#### GIVEN RECORDS

■ ■ ■

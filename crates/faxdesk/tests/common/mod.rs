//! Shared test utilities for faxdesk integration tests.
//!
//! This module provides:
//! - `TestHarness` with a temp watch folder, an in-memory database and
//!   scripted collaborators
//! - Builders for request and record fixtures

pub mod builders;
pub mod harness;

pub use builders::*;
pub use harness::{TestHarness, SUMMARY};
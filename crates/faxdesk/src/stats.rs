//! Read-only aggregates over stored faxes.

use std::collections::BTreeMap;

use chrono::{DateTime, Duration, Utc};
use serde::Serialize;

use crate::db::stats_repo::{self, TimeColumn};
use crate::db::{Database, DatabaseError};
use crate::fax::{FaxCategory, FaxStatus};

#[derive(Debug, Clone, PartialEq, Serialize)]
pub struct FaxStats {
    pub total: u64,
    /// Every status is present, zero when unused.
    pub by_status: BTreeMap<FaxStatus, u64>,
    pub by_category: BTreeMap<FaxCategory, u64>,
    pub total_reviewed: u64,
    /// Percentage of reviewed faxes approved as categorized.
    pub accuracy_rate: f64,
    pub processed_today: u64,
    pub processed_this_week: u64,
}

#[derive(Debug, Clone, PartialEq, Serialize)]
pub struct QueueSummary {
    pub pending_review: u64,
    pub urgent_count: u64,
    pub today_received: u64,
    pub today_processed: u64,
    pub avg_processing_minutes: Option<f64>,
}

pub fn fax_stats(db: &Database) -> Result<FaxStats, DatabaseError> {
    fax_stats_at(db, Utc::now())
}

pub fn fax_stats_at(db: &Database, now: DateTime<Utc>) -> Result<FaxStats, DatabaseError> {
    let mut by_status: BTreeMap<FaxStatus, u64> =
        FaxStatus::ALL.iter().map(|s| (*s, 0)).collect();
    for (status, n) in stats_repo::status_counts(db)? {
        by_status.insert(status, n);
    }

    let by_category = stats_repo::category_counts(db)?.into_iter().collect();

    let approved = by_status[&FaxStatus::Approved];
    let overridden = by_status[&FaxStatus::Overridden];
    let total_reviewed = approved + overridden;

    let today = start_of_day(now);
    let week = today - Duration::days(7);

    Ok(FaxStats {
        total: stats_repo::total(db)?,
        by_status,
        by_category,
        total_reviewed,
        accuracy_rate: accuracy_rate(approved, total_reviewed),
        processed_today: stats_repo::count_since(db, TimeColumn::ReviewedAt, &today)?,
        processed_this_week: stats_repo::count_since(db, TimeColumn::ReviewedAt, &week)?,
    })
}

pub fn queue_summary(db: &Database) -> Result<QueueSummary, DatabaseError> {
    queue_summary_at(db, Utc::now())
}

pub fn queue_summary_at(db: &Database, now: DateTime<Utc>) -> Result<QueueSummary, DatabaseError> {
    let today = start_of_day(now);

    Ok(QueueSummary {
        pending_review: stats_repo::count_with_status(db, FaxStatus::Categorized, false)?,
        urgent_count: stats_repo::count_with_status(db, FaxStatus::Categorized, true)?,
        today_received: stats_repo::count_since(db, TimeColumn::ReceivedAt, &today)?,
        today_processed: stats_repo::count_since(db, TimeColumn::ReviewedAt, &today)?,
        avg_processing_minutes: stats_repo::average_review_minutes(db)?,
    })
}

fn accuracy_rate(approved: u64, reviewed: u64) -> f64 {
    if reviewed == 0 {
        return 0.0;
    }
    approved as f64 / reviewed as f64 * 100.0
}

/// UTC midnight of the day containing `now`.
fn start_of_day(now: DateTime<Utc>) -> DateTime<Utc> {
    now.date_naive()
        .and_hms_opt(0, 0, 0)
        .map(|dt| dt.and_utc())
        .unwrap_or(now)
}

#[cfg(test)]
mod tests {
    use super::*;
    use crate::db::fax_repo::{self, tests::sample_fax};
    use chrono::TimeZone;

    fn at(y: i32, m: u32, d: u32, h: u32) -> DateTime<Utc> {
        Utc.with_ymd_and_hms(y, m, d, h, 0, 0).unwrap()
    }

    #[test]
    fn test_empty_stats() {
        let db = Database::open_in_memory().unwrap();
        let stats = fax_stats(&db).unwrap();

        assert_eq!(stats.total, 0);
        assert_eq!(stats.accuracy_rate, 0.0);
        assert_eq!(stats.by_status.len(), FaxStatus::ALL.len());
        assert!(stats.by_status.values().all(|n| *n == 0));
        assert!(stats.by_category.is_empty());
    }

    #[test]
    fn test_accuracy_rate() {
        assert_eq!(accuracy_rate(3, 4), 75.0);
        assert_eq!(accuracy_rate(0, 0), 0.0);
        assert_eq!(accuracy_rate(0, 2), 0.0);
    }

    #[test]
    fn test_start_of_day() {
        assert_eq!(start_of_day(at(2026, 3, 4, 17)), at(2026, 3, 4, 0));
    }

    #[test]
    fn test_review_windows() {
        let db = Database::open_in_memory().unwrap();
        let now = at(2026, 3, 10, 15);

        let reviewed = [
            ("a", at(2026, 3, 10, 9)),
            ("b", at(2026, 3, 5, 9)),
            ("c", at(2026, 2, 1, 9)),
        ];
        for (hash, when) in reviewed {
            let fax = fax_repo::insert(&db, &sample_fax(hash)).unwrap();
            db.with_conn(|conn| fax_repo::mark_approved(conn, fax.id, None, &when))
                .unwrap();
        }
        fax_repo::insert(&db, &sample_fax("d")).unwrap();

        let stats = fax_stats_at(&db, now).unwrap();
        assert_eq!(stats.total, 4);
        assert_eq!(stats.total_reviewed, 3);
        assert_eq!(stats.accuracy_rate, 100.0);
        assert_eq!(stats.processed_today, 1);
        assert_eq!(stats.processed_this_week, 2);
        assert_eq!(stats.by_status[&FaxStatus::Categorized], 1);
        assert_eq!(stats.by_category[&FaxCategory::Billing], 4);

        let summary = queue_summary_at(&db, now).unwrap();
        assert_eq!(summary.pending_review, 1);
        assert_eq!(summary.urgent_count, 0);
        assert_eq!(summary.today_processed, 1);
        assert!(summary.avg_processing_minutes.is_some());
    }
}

■ ■ ■

#### EXERCISE INSTRUCTIONS
Every record must appear in the answer exactly as it appears above.

#### COMPLETED TASK
filename crates/faxdesk/tests/common/mod.rs
//! Shared test utilities for faxdesk integration tests.
//!
//! This module provides:
//! - `TestHarness` with a temp watch folder, an in-memory database and
//!   scripted collaborators
//! - Builders for request and record fixtures

pub mod builders;
pub mod harness;

pub use builders::*;
pub use harness::{TestHarness, SUMMARY};
filename crates/faxdesk/src/stats.rs
//! Read-only aggregates over stored faxes.

use std::collections::BTreeMap;

use chrono::{DateTime, Duration, Utc};
use serde::Serialize;

use crate::db::stats_repo::{self, TimeColumn};
use crate::db::{Database, DatabaseError};
use crate::fax::{FaxCategory, FaxStatus};

#[derive(Debug, Clone, PartialEq, Serialize)]
pub struct FaxStats {
    pub total: u64,
    /// Every status is present, zero when unused.
    pub by_status: BTreeMap<FaxStatus, u64>,
    pub by_category: BTreeMap<FaxCategory, u64>,
    pub total_reviewed: u64,
    /// Percentage of reviewed faxes approved as categorized.
    pub accuracy_rate: f64,
    pub processed_today: u64,
    pub processed_this_week: u64,
}

#[derive(Debug, Clone, PartialEq, Serialize)]
pub struct QueueSummary {
    pub pending_review: u64,
    pub urgent_count: u64,
    pub today_received: u64,
    pub today_processed: u64,
    pub avg_processing_minutes: Option<f64>,
}

pub fn fax_stats(db: &Database) -> Result<FaxStats, DatabaseError> {
    fax_stats_at(db, Utc::now())
}

pub fn fax_stats_at(db: &Database, now: DateTime<Utc>) -> Result<FaxStats, DatabaseError> {
    let mut by_status: BTreeMap<FaxStatus, u64> =
        FaxStatus::ALL.iter().map(|s| (*s, 0)).collect();
    for (status, n) in stats_repo::status_counts(db)? {
        by_status.insert(status, n);
    }

    let by_category = stats_repo::category_counts(db)?.into_iter().collect();

    let approved = by_status[&FaxStatus::Approved];
    let overridden = by_status[&FaxStatus::Overridden];
    let total_reviewed = approved + overridden;

    let today = start_of_day(now);
    let week = today - Duration::days(7);

    Ok(FaxStats {
        total: stats_repo::total(db)?,
        by_status,
        by_category,
        total_reviewed,
        accuracy_rate: accuracy_rate(approved, total_reviewed),
        processed_today: stats_repo::count_since(db, TimeColumn::ReviewedAt, &today)?,
        processed_this_week: stats_repo::count_since(db, TimeColumn::ReviewedAt, &week)?,
    })
}

pub fn queue_summary(db: &Database) -> Result<QueueSummary, DatabaseError> {
    queue_summary_at(db, Utc::now())
}

pub fn queue_summary_at(db: &Database, now: DateTime<Utc>) -> Result<QueueSummary, DatabaseError> {
    let today = start_of_day(now);

    Ok(QueueSummary {
        pending_review: stats_repo::count_with_status(db, FaxStatus::Categorized, false)?,
        urgent_count: stats_repo::count_with_status(db, FaxStatus::Categorized, true)?,
        today_received: stats_repo::count_since(db, TimeColumn::ReceivedAt, &today)?,
        today_processed: stats_repo::count_since(db, TimeColumn::ReviewedAt, &today)?,
        avg_processing_minutes: stats_repo::average_review_minutes(db)?,
    })
}

fn accuracy_rate(approved: u64, reviewed: u64) -> f64 {
    if reviewed == 0 {
        return 0.0;
    }
    approved as f64 / reviewed as f64 * 100.0
}

/// UTC midnight of the day containing `now`.
fn start_of_day(now: DateTime<Utc>) -> DateTime<Utc> {
    now.date_naive()
        .and_hms_opt(0, 0, 0)
        .map(|dt| dt.and_utc())
        .unwrap_or(now)
}

#[cfg(test)]
mod tests {
    use super::*;
    use crate::db::fax_repo::{self, tests::sample_fax};
    use chrono::TimeZone;

    fn at(y: i32, m: u32, d: u32, h: u32) -> DateTime<Utc> {
        Utc.with_ymd_and_hms(y, m, d, h, 0, 0).unwrap()
    }

    #[test]
    fn test_empty_stats() {
        let db = Database::open_in_memory().unwrap();
        let stats = fax_stats(&db).unwrap();

        assert_eq!(stats.total, 0);
        assert_eq!(stats.accuracy_rate, 0.0);
        assert_eq!(stats.by_status.len(), FaxStatus::ALL.len());
        assert!(stats.by_status.values().all(|n| *n == 0));
        assert!(stats.by_category.is_empty());
    }

    #[test]
    fn test_accuracy_rate() {
        assert_eq!(accuracy_rate(3, 4), 75.0);
        assert_eq!(accuracy_rate(0, 0), 0.0);
        assert_eq!(accuracy_rate(0, 2), 0.0);
    }

    #[test]
    fn test_start_of_day() {
        assert_eq!(start_of_day(at(2026, 3, 4, 17)), at(2026, 3, 4, 0));
    }

    #[test]
    fn test_review_windows() {
        let db = Database::open_in_memory().unwrap();
        let now = at(2026, 3, 10, 15);

        let reviewed = [
            ("a", at(2026, 3, 10, 9)),
            ("b", at(2026, 3, 5, 9)),
            ("c", at(2026, 2, 1, 9)),
        ];
        for (hash, when) in reviewed {
            let fax = fax_repo::insert(&db, &sample_fax(hash)).unwrap();
            db.with_conn(|conn| fax_repo::mark_approved(conn, fax.id, None, &when))
                .unwrap();
        }
        fax_repo::insert(&db, &sample_fax("d")).unwrap();

        let stats = fax_stats_at(&db, now).unwrap();
        assert_eq!(stats.total, 4);
        assert_eq!(stats.total_reviewed, 3);
        assert_eq!(stats.accuracy_rate, 100.0);
        assert_eq!(stats.processed_today, 1);
        assert_eq!(stats.processed_this_week, 2);
        assert_eq!(stats.by_status[&FaxStatus::Categorized], 1);
        assert_eq!(stats.by_category[&FaxCategory::Billing], 4);

        let summary = queue_summary_at(&db, now).unwrap();
        assert_eq!(summary.pending_review, 1);
        assert_eq!(summary.urgent_count, 0);
        assert_eq!(summary.today_processed, 1);
        assert!(summary.avg_processing_minutes.is_some());
    }
}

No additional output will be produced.